English translation: Hildebrand comes out of a school that was dominant in Germany during his youth, one which was marked by extreme hostility to theory and by a one-sided preference for the purely descriptive and historical element.
Böhm-Bawerk’s candidate assessments follow from this standard. Zuckerkandl and Spiethoff appear as solid, theoretically competent scholars; Pohle is talented but not clearly superior; Schachner’s travel-based expertise on Australia does not prove command of fundamentals; Grünberg is capable but too specialized; Gerloff’s claims are limited; Myrbach is judged unfit as a national economist; and Gürtler belongs chiefly to statistics. In each case the decisive issue is not topical productivity alone, but whether the scholar can sustain broad university instruction in economics.
Schumpeter is the central case. Against Hildebrand’s depreciation, Böhm-Bawerk identifies in the young scholar the theoretical force needed for one of the Graz chairs.
Schumpeter ist ein eminent theoretischer Kopf, von glänzender Begabung und enormer Urteilskraft und Produktivität.
English translation: Schumpeter is an eminently theoretical mind, of brilliant talent and enormous judgment and productivity.
He acknowledges youthful excesses, but treats them as secondary to originality, judgment, and promise. The recommendation also has a national dimension: Austria should retain and cultivate such native talent rather than allow it to be lost abroad. Spann, by contrast, is valued as somewhat less brilliant but broadly educated and philosophically trained, especially useful if statistics must be combined with economics. Zwiedeneck appears as a respectable policy-oriented complement to a stronger theorist.

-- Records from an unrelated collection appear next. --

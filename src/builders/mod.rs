//! Pure templating of the objects a pgAdmin depends on.
//!
//! Every builder is a function of the PGAdmin (after defaulting) and the
//! inputs passed to it. Building twice from the same inputs yields equal
//! objects, so re-applying them is a no-op against a converged cluster.

use std::collections::BTreeMap;

use k8s_openapi::apimachinery::pkg::apis::meta::v1::OwnerReference;
use kube::{Resource as _, ResourceExt as _};

use crate::{resources::PGAdmin, Error, Result};

macro_rules! meta {
    (owners: $owners:expr, $($lhs:ident : $rhs:expr),*) => {{
        ::kube::core::ObjectMeta {
            owner_references: Some($owners),
            $($lhs : $rhs),*,

            ..Default::default()
        }
    }};
}

macro_rules! labels {
    (instance: $name:expr) => {{
        ::std::collections::BTreeMap::from_iter([
            (crate::builders::LABEL_PGADMIN.to_string(), $name),
            (crate::builders::LABEL_MANAGED_BY.to_string(), crate::FIELD_OWNER.to_string()),
        ])
    }};

    (instance: $name:expr, $($lhs:expr => $rhs:expr),*) => {{
        ::std::collections::BTreeMap::from_iter([
            (crate::builders::LABEL_PGADMIN.to_string(), $name),
            (crate::builders::LABEL_MANAGED_BY.to_string(), crate::FIELD_OWNER.to_string()),
            $(($lhs.to_string(), $rhs.to_string())),*
        ])
    }};
}

mod configuration;
mod credentials;
mod data_volume;
mod workload;

pub use configuration::*;
pub use credentials::*;
pub use data_volume::*;
pub use workload::*;

pub const LABEL_PGADMIN: &str = "postgres-operator.crunchydata.com/pgadmin";
pub const LABEL_ROLE: &str = "postgres-operator.crunchydata.com/role";
pub const LABEL_DATA: &str = "postgres-operator.crunchydata.com/data";
pub const LABEL_MANAGED_BY: &str = "app.kubernetes.io/managed-by";

pub const ROLE_PGADMIN: &str = "pgadmin";

/// Identity shared by every object built for one pgAdmin
struct Owned {
    namespace: String,
    owner: OwnerReference,
}

impl Owned {
    fn of(pgadmin: &PGAdmin) -> Result<Self> {
        let illegal = |reason: &str| Error::IllegalPGAdmin(pgadmin.name_any(), reason.into());

        Ok(Self {
            namespace: pgadmin.namespace().ok_or_else(|| illegal("missing namespace"))?,
            owner: pgadmin
                .controller_owner_ref(&())
                .ok_or_else(|| illegal("missing uid"))?,
        })
    }
}

/// User labels from `spec.metadata` overlaid with the operator's own labels.
fn merged_labels(pgadmin: &PGAdmin, ours: BTreeMap<String, String>) -> BTreeMap<String, String> {
    let mut labels = pgadmin
        .spec
        .metadata
        .as_ref()
        .and_then(|m| m.labels.clone())
        .unwrap_or_default();
    labels.extend(ours);
    labels
}

fn user_annotations(pgadmin: &PGAdmin) -> Option<BTreeMap<String, String>> {
    pgadmin
        .spec
        .metadata
        .as_ref()
        .and_then(|m| m.annotations.clone())
        .filter(|a| !a.is_empty())
}
use kube::CustomResource;
use schemars::JsonSchema;
use serde::{Deserialize, Serialize};

/// Port PostgreSQL listens on when a cluster does not say otherwise.
pub const DEFAULT_POSTGRES_PORT: i32 = 5432;

/// The parts of a PostgresCluster that pgAdmin needs to connect to it.
///
/// PostgresClusters are owned by another controller; this operator only reads
/// them, so every other field of the resource is ignored.
#[derive(CustomResource, Deserialize, Serialize, Clone, Debug, Default, PartialEq, JsonSchema)]
#[kube(
    kind = "PostgresCluster",
    group = "postgres-operator.crunchydata.com",
    version = "v1beta1",
    derive = "PartialEq",
    namespaced
)]
#[serde(rename_all = "camelCase")]
pub struct PostgresClusterSpec {
    /// The port on which PostgreSQL should listen.
    #[serde(default, skip_serializing_if = "Option::is_none")]
    pub port: Option<i32>,
}

impl PostgresCluster {
    /// The port the primary accepts connections on.
    pub fn port(&self) -> i32 {
        self.spec.port.unwrap_or(DEFAULT_POSTGRES_PORT)
    }
}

The memorandum’s importance lies in its fusion of university administration, personnel politics, and disciplinary self-definition. Böhm-Bawerk is not merely advocating for Schumpeter; he is defining the modern economic professor as someone grounded in theory, capable of public instruction, and able to connect analytic foundations with applied policy. Graz thus becomes a miniature case for economics as a specialized but theory-centered university science.